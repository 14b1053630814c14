//! # Search State Module
//!
//! Variabili di controllo della ricerca (palette, scala, tentativo) e le regole
//! con cui vengono alzate o tagliate tra un tentativo e l'altro.
//!
//! ## Regole:
//! - **Relax** (sotto target ma lontani): palette ×1.15, scala ×1.05, entrambe con tetto
//! - **Tighten** (sopra target): taglio proporzionale all'overshoot
//!   - ratio > 3: palette /2, scala ×0.75
//!   - 1.5 < ratio <= 3: palette ×0.7, scala ×0.9
//!   - ratio <= 1.5: palette -8, scala ×0.95
//! - **Exhausted**: palette al minimo e scala <= `min_resize`

use crate::encoder::{EncodedBlob, EncodeParams, MAX_PALETTE};

const COLOR_GROWTH: f64 = 1.15;
const SCALE_GROWTH: f64 = 1.05;
const FINE_COLOR_STEP: u16 = 8;

/// Tunable limits of the search
#[derive(Debug, Clone, Copy, PartialEq)]
pub struct SearchSettings {
    /// Hard ceiling on encode attempts
    pub max_attempts: u32,
    /// Palette floor
    pub min_colors: u16,
    /// Palette ceiling and starting palette
    pub max_colors: u16,
    /// Scale at which the search gives up once the palette is at its floor
    pub min_resize: f64,
    /// Fraction of the target considered close enough to stop
    pub accept_ratio: f64,
}

impl Default for SearchSettings {
    fn default() -> Self {
        Self {
            max_attempts: 25,
            min_colors: 8,
            max_colors: MAX_PALETTE,
            min_resize: 0.25,
            accept_ratio: 0.85,
        }
    }
}

/// Mutable control variables of one running search
#[derive(Debug, Clone, PartialEq)]
pub struct SearchState {
    pub colors: u16,
    pub resize_factor: f64,
    pub attempt: u32,
    min_colors: u16,
    max_colors: u16,
    min_resize: f64,
}

impl SearchState {
    pub fn new(settings: &SearchSettings) -> Self {
        let max_colors = settings.max_colors.min(MAX_PALETTE);
        Self {
            colors: max_colors,
            resize_factor: 1.0,
            attempt: 0,
            min_colors: settings.min_colors.min(max_colors),
            max_colors,
            min_resize: settings.min_resize,
        }
    }

    /// Advance the attempt counter and return the new index
    pub fn begin_attempt(&mut self) -> u32 {
        self.attempt += 1;
        self.attempt
    }

    pub fn params(&self) -> EncodeParams {
        EncodeParams::new(self.colors, self.resize_factor)
    }

    /// Push quality up after a fit with plenty of headroom
    pub fn relax(&mut self) {
        let grown = (self.colors as f64 * COLOR_GROWTH) as u16;
        self.colors = grown.min(self.max_colors);
        self.resize_factor = (self.resize_factor * SCALE_GROWTH).min(1.0);
    }

    /// Cut quality after an overshoot, harder the further off the target
    pub fn tighten(&mut self, ratio: f64) {
        let (colors, scale) = match CutTier::for_ratio(ratio) {
            CutTier::Aggressive => (self.colors / 2, 0.75),
            CutTier::Moderate => ((self.colors as f64 * 0.7) as u16, 0.9),
            CutTier::Fine => (self.colors.saturating_sub(FINE_COLOR_STEP), 0.95),
        };
        self.colors = colors.max(self.min_colors);
        self.resize_factor *= scale;
    }

    /// Nothing left to shrink
    pub fn is_exhausted(&self) -> bool {
        self.colors <= self.min_colors && self.resize_factor <= self.min_resize
    }
}

/// Severity of a parameter cut
#[derive(Debug, Clone, Copy, PartialEq, Eq)]
pub enum CutTier {
    Aggressive,
    Moderate,
    Fine,
}

impl CutTier {
    pub fn for_ratio(ratio: f64) -> Self {
        if ratio > 3.0 {
            Self::Aggressive
        } else if ratio > 1.5 {
            Self::Moderate
        } else {
            Self::Fine
        }
    }
}

/// One search step, as observed after encoding
#[derive(Debug, Clone, Copy, PartialEq)]
pub struct Attempt {
    pub params: EncodeParams,
    pub encoded_size: u64,
    pub attempt_index: u32,
}

/// Largest candidate seen so far that fits the budget
#[derive(Debug, Clone)]
pub struct BestUnderTarget {
    pub blob: EncodedBlob,
    pub size: u64,
    pub params: EncodeParams,
    pub attempt_index: u32,
}
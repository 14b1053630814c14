//! # GIF Size Optimizer Library
//!
//! Questo è il modulo principale della libreria che espone tutte le API pubbliche.
//!
//! ## Responsabilità:
//! - Definisce la struttura modulare dell'applicazione
//! - Espone i tipi e le funzioni principali tramite re-exports
//! - Fornisce un'interfaccia pulita per il main.rs e per altri consumatori
//!
//! ## Architettura dei moduli:
//! - `config`: Gestione configurazione, validazione e parsing del target
//! - `error`: Tipi di errore custom
//! - `frames`: Sequenza di frame sorgente (decodifica GIF)
//! - `encoder`: Encoder GIF con palette e scala controllate
//! - `optimizer`: La ricerca target-size (il cuore)
//! - `batch`: Chiamante: worker per file e orchestratore batch
//! - `file_manager`: Discovery, path di output, scrittura atomica
//! - `progress`: Progress bar e statistiche
//! - `json_output`: Output JSON per uso programmatico
//!
//! ## Utilizzo:
//! ```ignore
//! use gif_size_optimizer::{EncodeParams, FrameSequence, GifFrameEncoder, NoProgress, SearchSettings, TargetSizeOptimizer};
//!
//! let frames = FrameSequence::from_gif_bytes(&bytes)?;
//! let mut optimizer = TargetSizeOptimizer::new(GifFrameEncoder::default(), SearchSettings::default());
//! let outcome = optimizer.run(&frames, 1_572_864, &NoProgress)?;
//! std::fs::write("out.gif", outcome.blob.as_bytes())?;
//! ```

pub mod batch;
pub mod config;
pub mod encoder;
pub mod error;
pub mod file_manager;
pub mod frames;
pub mod json_output;
pub mod optimizer;
pub mod progress;

pub use batch::BatchOptimizer;
pub use config::{parse_target_mb, Config};
pub use encoder::{EncodeParams, EncodedBlob, FrameEncoder, GifFrameEncoder};
pub use error::OptimizeError;
pub use frames::{Frame, FrameSequence, Repeat};
pub use optimizer::{NoProgress, ProgressEvent, ProgressSink, SearchOutcome, SearchSettings, TargetSizeOptimizer, Termination};
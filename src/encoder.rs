//! # GIF Encoder Module
//!
//! Questo modulo è il collaboratore esterno dell'optimizer: dato un insieme di frame,
//! una dimensione di palette e un fattore di scala produce un blob GIF deterministico.
//!
//! ## Responsabilità:
//! - Definisce il trait `FrameEncoder` (il punto di estensione usato dall'optimizer)
//! - Ridimensiona ogni frame con il filtro configurato (`image::imageops::resize`)
//! - Quantizza ogni frame a `palette_size` colori con NeuQuant (`color_quant`)
//! - Scrive il container con il crate `gif` (loop, delay, disposal = background)
//!
//! ## Pipeline per frame:
//! 1. Resize a `max(1, round(dim * scale))` (saltato con scala 1.0)
//! 2. Normalizzazione alpha (0 oppure 255) e scelta dell'indice trasparente
//! 3. NeuQuant con palette locale di `palette_size` entry
//! 4. Scrittura frame con delay in centesimi di secondo
//!
//! L'optimizer osserva solo i byte prodotti, mai gli interni dell'encoder.

use crate::config::Config;
use crate::frames::{Frame, FrameSequence, Repeat};
use color_quant::NeuQuant;
use image::imageops::{self, FilterType};
use std::borrow::Cow;

/// Largest palette a GIF frame can carry
pub const MAX_PALETTE: u16 = 256;

/// Quality parameters of one encode attempt
#[derive(Debug, Clone, Copy, PartialEq)]
pub struct EncodeParams {
    /// Number of palette entries kept during quantization
    pub palette_size: u16,
    /// Uniform spatial scale applied to width and height
    pub scale: f64,
}

impl EncodeParams {
    pub fn new(palette_size: u16, scale: f64) -> Self {
        Self { palette_size, scale }
    }

    /// Frame dimensions after scaling, never below one pixel
    pub fn scaled_dimensions(&self, width: u32, height: u32) -> (u32, u32) {
        let scale = |dim: u32| ((dim as f64 * self.scale).round() as u32).max(1);
        (scale(width), scale(height))
    }
}

/// Encoded animation produced by one attempt
#[derive(Debug, Clone, PartialEq, Eq)]
pub struct EncodedBlob {
    bytes: Vec<u8>,
}

impl EncodedBlob {
    pub fn new(bytes: Vec<u8>) -> Self {
        Self { bytes }
    }

    pub fn len(&self) -> u64 {
        self.bytes.len() as u64
    }

    pub fn is_empty(&self) -> bool {
        self.bytes.is_empty()
    }

    pub fn as_bytes(&self) -> &[u8] {
        &self.bytes
    }
}

/// Errors raised while producing a candidate
#[derive(thiserror::Error, Debug)]
pub enum EncodeError {
    #[error("GIF encoding error: {0}")]
    Gif(#[from] gif::EncodingError),

    #[error("IO error: {0}")]
    Io(#[from] std::io::Error),

    #[error("Frame of {width}x{height} exceeds the GIF size limit")]
    DimensionsTooLarge { width: u32, height: u32 },

    #[error("Invalid palette size {0}")]
    InvalidPalette(u16),

    #[error("No frames to encode")]
    NoFrames,

    #[error("{0}")]
    Other(String),
}

/// Produces an encoded blob from frames and quality parameters.
///
/// Implementations must be deterministic: identical inputs give identical bytes.
pub trait FrameEncoder {
    fn encode(&self, frames: &FrameSequence, params: &EncodeParams) -> Result<EncodedBlob, EncodeError>;
}

impl<E: FrameEncoder + ?Sized> FrameEncoder for &E {
    fn encode(&self, frames: &FrameSequence, params: &EncodeParams) -> Result<EncodedBlob, EncodeError> {
        (**self).encode(frames, params)
    }
}

/// Resize + NeuQuant + `gif` writer
#[derive(Debug, Clone)]
pub struct GifFrameEncoder {
    filter: FilterType,
    /// NeuQuant sample factor
    speed: i32,
}

impl Default for GifFrameEncoder {
    fn default() -> Self {
        Self {
            filter: FilterType::Lanczos3,
            speed: 10,
        }
    }
}

impl GifFrameEncoder {
    pub fn new(filter: FilterType, speed: i32) -> Self {
        Self {
            filter,
            speed: speed.clamp(1, 30),
        }
    }

    pub fn from_config(config: &Config) -> Self {
        Self::new(config.resize_filter.to_filter_type(), config.quantizer_speed)
    }

    fn quantize_frame(&self, frame: &Frame, width: u32, height: u32, palette_size: u16) -> gif::Frame<'static> {
        let resized = if (width, height) == (frame.width(), frame.height()) {
            Cow::Borrowed(&frame.image)
        } else {
            Cow::Owned(imageops::resize(&frame.image, width, height, self.filter))
        };

        let mut pixels = resized.as_raw().clone();
        let mut has_transparency = false;
        for pixel in pixels.chunks_exact_mut(4) {
            if pixel[3] == 0 {
                pixel.copy_from_slice(&[0, 0, 0, 0]);
                has_transparency = true;
            } else {
                pixel[3] = 0xFF;
            }
        }

        let quantizer = NeuQuant::new(self.speed, palette_size as usize, &pixels);
        let buffer: Vec<u8> = pixels
            .chunks_exact(4)
            .map(|pixel| quantizer.index_of(pixel) as u8)
            .collect();
        let transparent = if has_transparency {
            Some(quantizer.index_of(&[0, 0, 0, 0]) as u8)
        } else {
            None
        };

        gif::Frame {
            width: width as u16,
            height: height as u16,
            delay: (frame.delay_ms / 10).min(u16::MAX as u32) as u16,
            dispose: gif::DisposalMethod::Background,
            transparent,
            palette: Some(quantizer.color_map_rgb()),
            buffer: Cow::Owned(buffer),
            ..gif::Frame::default()
        }
    }
}

impl FrameEncoder for GifFrameEncoder {
    fn encode(&self, frames: &FrameSequence, params: &EncodeParams) -> Result<EncodedBlob, EncodeError> {
        if params.palette_size < 2 || params.palette_size > MAX_PALETTE {
            return Err(EncodeError::InvalidPalette(params.palette_size));
        }

        let (width, height) = frames.dimensions().ok_or(EncodeError::NoFrames)?;
        let (width, height) = params.scaled_dimensions(width, height);
        if width > u16::MAX as u32 || height > u16::MAX as u32 {
            return Err(EncodeError::DimensionsTooLarge { width, height });
        }

        let mut encoder = gif::Encoder::new(Vec::new(), width as u16, height as u16, &[])?;
        encoder.set_repeat(match frames.repeat() {
            Repeat::Infinite => gif::Repeat::Infinite,
            Repeat::Finite(count) => gif::Repeat::Finite(count),
        })?;

        for frame in frames.frames() {
            let gif_frame = self.quantize_frame(frame, width, height, params.palette_size);
            encoder.write_frame(&gif_frame)?;
        }

        Ok(EncodedBlob::new(encoder.into_inner()?))
    }
}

## WORK TO BE COMPLETED
Since only the total is wanted, work out how many lines of the data above contain "trait" and state it alone.

## ANSWER TO THE PROBLEM
2